▶ _Instructions to follow_: Compute how many lines in the entries below contain "padded", and output nothing but the number.

▶ _Collected data entries_:
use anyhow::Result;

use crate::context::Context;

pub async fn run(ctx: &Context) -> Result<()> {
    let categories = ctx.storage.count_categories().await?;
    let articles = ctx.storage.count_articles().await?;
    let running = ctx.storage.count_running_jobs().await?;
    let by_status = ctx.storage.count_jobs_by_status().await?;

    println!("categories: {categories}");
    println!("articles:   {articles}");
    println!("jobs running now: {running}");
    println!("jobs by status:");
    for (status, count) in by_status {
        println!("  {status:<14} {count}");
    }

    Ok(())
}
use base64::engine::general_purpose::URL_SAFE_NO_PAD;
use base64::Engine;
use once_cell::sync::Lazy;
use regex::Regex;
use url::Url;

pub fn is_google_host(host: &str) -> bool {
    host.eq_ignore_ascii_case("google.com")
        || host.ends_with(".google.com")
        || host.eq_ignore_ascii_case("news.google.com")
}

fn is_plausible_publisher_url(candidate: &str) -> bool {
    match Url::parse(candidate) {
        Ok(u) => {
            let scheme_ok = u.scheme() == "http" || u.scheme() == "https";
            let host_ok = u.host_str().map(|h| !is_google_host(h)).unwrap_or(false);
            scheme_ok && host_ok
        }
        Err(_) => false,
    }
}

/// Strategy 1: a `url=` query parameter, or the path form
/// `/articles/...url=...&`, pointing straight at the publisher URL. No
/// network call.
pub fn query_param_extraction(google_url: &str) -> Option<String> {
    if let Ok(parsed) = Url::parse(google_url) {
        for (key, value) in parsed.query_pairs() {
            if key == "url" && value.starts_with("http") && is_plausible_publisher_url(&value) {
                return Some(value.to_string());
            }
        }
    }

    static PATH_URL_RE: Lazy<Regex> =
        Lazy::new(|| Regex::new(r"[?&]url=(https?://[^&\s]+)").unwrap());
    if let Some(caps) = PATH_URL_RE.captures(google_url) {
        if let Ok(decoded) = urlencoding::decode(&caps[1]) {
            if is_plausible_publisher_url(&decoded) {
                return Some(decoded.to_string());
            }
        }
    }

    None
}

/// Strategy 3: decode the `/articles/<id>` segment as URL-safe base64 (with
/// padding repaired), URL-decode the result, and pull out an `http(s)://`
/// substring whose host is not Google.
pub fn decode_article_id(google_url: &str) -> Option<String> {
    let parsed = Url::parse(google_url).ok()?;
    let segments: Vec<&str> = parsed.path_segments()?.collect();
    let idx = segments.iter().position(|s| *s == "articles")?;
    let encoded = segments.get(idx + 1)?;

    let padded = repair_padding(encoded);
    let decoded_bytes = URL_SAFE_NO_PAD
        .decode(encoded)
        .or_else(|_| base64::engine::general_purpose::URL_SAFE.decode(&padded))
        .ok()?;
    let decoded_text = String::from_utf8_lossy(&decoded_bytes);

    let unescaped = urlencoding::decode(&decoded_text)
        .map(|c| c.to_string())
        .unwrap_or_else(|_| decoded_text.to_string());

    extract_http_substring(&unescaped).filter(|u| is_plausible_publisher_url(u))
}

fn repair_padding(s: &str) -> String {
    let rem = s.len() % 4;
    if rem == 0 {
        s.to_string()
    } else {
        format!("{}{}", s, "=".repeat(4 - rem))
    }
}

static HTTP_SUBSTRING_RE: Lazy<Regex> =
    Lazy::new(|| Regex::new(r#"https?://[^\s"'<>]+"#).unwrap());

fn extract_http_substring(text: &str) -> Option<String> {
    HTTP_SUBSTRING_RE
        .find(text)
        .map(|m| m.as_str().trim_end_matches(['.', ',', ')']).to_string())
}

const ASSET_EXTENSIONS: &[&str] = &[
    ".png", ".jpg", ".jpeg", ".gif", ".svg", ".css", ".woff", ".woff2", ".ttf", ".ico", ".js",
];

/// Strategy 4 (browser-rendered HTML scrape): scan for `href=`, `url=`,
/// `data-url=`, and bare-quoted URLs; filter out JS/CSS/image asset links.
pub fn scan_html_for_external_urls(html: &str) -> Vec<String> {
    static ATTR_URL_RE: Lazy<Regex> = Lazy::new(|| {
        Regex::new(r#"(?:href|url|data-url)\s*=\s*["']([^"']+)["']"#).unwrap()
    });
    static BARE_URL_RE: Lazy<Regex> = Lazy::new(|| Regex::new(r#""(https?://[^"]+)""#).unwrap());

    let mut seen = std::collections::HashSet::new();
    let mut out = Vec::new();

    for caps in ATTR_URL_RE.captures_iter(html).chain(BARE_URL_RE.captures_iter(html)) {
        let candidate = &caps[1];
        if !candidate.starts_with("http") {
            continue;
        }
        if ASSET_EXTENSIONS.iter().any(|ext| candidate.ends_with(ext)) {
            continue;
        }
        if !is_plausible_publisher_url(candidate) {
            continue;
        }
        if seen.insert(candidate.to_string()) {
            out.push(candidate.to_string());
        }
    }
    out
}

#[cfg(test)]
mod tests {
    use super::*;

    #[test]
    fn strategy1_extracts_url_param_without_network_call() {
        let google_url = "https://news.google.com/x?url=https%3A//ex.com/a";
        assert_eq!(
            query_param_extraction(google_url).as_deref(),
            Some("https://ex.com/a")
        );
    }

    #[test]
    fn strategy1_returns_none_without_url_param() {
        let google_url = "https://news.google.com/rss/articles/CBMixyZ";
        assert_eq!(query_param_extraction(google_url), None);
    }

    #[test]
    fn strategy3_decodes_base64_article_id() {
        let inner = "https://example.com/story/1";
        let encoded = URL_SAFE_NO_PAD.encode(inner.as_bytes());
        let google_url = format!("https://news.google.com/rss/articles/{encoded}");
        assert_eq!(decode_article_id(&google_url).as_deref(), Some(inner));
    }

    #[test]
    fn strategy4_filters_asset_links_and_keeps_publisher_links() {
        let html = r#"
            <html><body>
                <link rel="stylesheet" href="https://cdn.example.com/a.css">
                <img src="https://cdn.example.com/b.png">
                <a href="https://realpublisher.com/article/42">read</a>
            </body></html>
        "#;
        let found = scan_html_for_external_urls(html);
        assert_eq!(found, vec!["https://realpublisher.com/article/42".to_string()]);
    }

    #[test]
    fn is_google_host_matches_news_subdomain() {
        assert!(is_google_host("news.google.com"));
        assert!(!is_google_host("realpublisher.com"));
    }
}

▶ _Output for this task_: 2